Radar interferometry technique and anisotropy of the echo power distribution: First results

Abstract

The theory of radar interferometry developed in the companion paper [ Van Baelen and Richmond, this issue] is applied to a set of measurements obtained with the middle and upper atmosphere (MU) radar in order to demonstrate the technique and to test the theory. The variations with respect to Doppler frequency of the coherencies and phases of the signals cross‐correlated between receiver pairs depend on the amplitude and direction of the wind in the manner predicted by the theory. The horizontal wind derived by the interferometric technique agrees quite well with the so‐called apparent velocity obtained by cross‐correlating signals in the time domain from different receiver pairs, and under our experimental conditions the latter estimate has been determined to be a good representation of the true wind, in spite of slight tendencies to overestimate the wind amplitude.
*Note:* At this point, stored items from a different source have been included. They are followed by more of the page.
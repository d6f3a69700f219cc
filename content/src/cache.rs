//! Cache backends for the aggregated view.
//!
//! Callers treat every error here as non-fatal: a failed `get` is a miss,
//! a failed `set` or `invalidate` is logged and the request carries on.

use std::time::Duration;

use async_trait::async_trait;
use moka::future::Cache;
use redis::AsyncCommands;
use redis::aio::ConnectionManager;

#[derive(Debug, thiserror::Error)]
pub enum CacheError {
    #[error("redis error: {0}")]
    Redis(#[from] redis::RedisError),

    #[error("cache unavailable: {0}")]
    Unavailable(String),
}

/// String key/value cache with a backend-wide TTL.
#[async_trait]
pub trait ContentCache: Send + Sync {
    /// Short backend name for logs and `/health`.
    fn backend(&self) -> &'static str;

    async fn get(&self, key: &str) -> Result<Option<String>, CacheError>;

    async fn set(&self, key: &str, value: &str) -> Result<(), CacheError>;

    async fn invalidate(&self, key: &str) -> Result<(), CacheError>;
}

/// Redis-backed cache using a reconnecting connection manager.
#[derive(Clone)]
pub struct RedisCache {
    conn: ConnectionManager,
    ttl: Duration,
}

impl RedisCache {
    /// Connect to `url`. Fails if Redis can't be reached right now.
    pub async fn connect(url: &str, ttl: Duration) -> Result<Self, CacheError> {
        let client = redis::Client::open(url)?;
        let conn = ConnectionManager::new(client).await?;
        Ok(Self { conn, ttl })
    }
}

#[async_trait]
impl ContentCache for RedisCache {
    fn backend(&self) -> &'static str {
        "redis"
    }

    async fn get(&self, key: &str) -> Result<Option<String>, CacheError> {
        let mut conn = self.conn.clone();
        let value: Option<String> = conn.get(key).await?;
        Ok(value)
    }

    async fn set(&self, key: &str, value: &str) -> Result<(), CacheError> {
        let mut conn = self.conn.clone();
        let _: () = conn.set_ex(key, value, self.ttl.as_secs().max(1)).await?;
        Ok(())
    }

    async fn invalidate(&self, key: &str) -> Result<(), CacheError> {
        let mut conn = self.conn.clone();
        let _: () = conn.del(key).await?;
        Ok(())
    }
}

/// In-process cache, used when Redis is not configured or not reachable.
#[derive(Debug, Clone)]
pub struct MemoryCache {
    inner: Cache<String, String>,
}

impl MemoryCache {
    pub fn new(max_capacity: u64, ttl: Duration) -> Self {
        Self {
            inner: Cache::builder()
                .max_capacity(max_capacity)
                .time_to_live(ttl)
                .build(),
        }
    }
}

#[async_trait]
impl ContentCache for MemoryCache {
    fn backend(&self) -> &'static str {
        "memory"
    }

    async fn get(&self, key: &str) -> Result<Option<String>, CacheError> {
        Ok(self.inner.get(key).await)
    }

    async fn set(&self, key: &str, value: &str) -> Result<(), CacheError> {
        self.inner.insert(key.to_string(), value.to_string()).await;
        Ok(())
    }

    async fn invalidate(&self, key: &str) -> Result<(), CacheError> {
        self.inner.invalidate(key).await;
        Ok(())
    }
}

/// Caching disabled: every lookup misses.
#[derive(Debug, Clone, Copy, Default)]
pub struct NoopCache;

#[async_trait]
impl ContentCache for NoopCache {
    fn backend(&self) -> &'static str {
        "disabled"
    }

    async fn get(&self, _key: &str) -> Result<Option<String>, CacheError> {
        Ok(None)
    }

    async fn set(&self, _key: &str, _value: &str) -> Result<(), CacheError> {
        Ok(())
    }

    async fn invalidate(&self, _key: &str) -> Result<(), CacheError> {
        Ok(())
    }
}

#[cfg(test)]
mod tests {
    use super::*;

    #[tokio::test]
    async fn memory_cache_set_get_invalidate() {
        let cache = MemoryCache::new(16, Duration::from_secs(60));
        assert_eq!(cache.get("k").await.unwrap(), None);

        cache.set("k", "v").await.unwrap();
        assert_eq!(cache.get("k").await.unwrap().as_deref(), Some("v"));

        cache.invalidate("k").await.unwrap();
        assert_eq!(cache.get("k").await.unwrap(), None);
    }

    #[tokio::test]
    async fn memory_cache_expires() {
        let cache = MemoryCache::new(16, Duration::from_millis(50));
        cache.set("k", "v").await.unwrap();
        tokio::time::sleep(Duration::from_millis(120)).await;
        assert_eq!(cache.get("k").await.unwrap(), None);
    }

    #[tokio::test]
    async fn noop_cache_always_misses() {
        let cache = NoopCache;
        cache.set("k", "v").await.unwrap();
        assert_eq!(cache.get("k").await.unwrap(), None);
        assert_eq!(cache.backend(), "disabled");
    }
}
The vertical wind derived by the interferometric technique shows significant differences with the Doppler wind obtained from a vertically pointing antenna, but these differences disappear when the Doppler wind is corrected for the off‐zenith distribution of the received power. An examination of the mean angle‐of‐arrival of the received signal reveals that there is a tendency for the angle to approach, though not attain, perpendicularity with the three‐dimensional wind vector, and perhaps also to tend to be perpendicular to isentropes in the crosswind direction. A postset beam steering analysis of several examples of data illustrates the behavior of the angular distribution of received power in time and space. When the signal‐to‐noise ratio is large, there is a tendency for the power to be fairly isotropic with respect to zenith angle, but highly distorted patterns can be encountered when the signal is weaker. There appears to be a tendency for the patterns to vary relatively slowly over time, but strong variations in altitude are observed in passing from one 300‐m range gate to the next. The direction of most intense received power does not necessarily correspond to the direction of mean angle‐of‐arrival of the signal as determined by interferometry.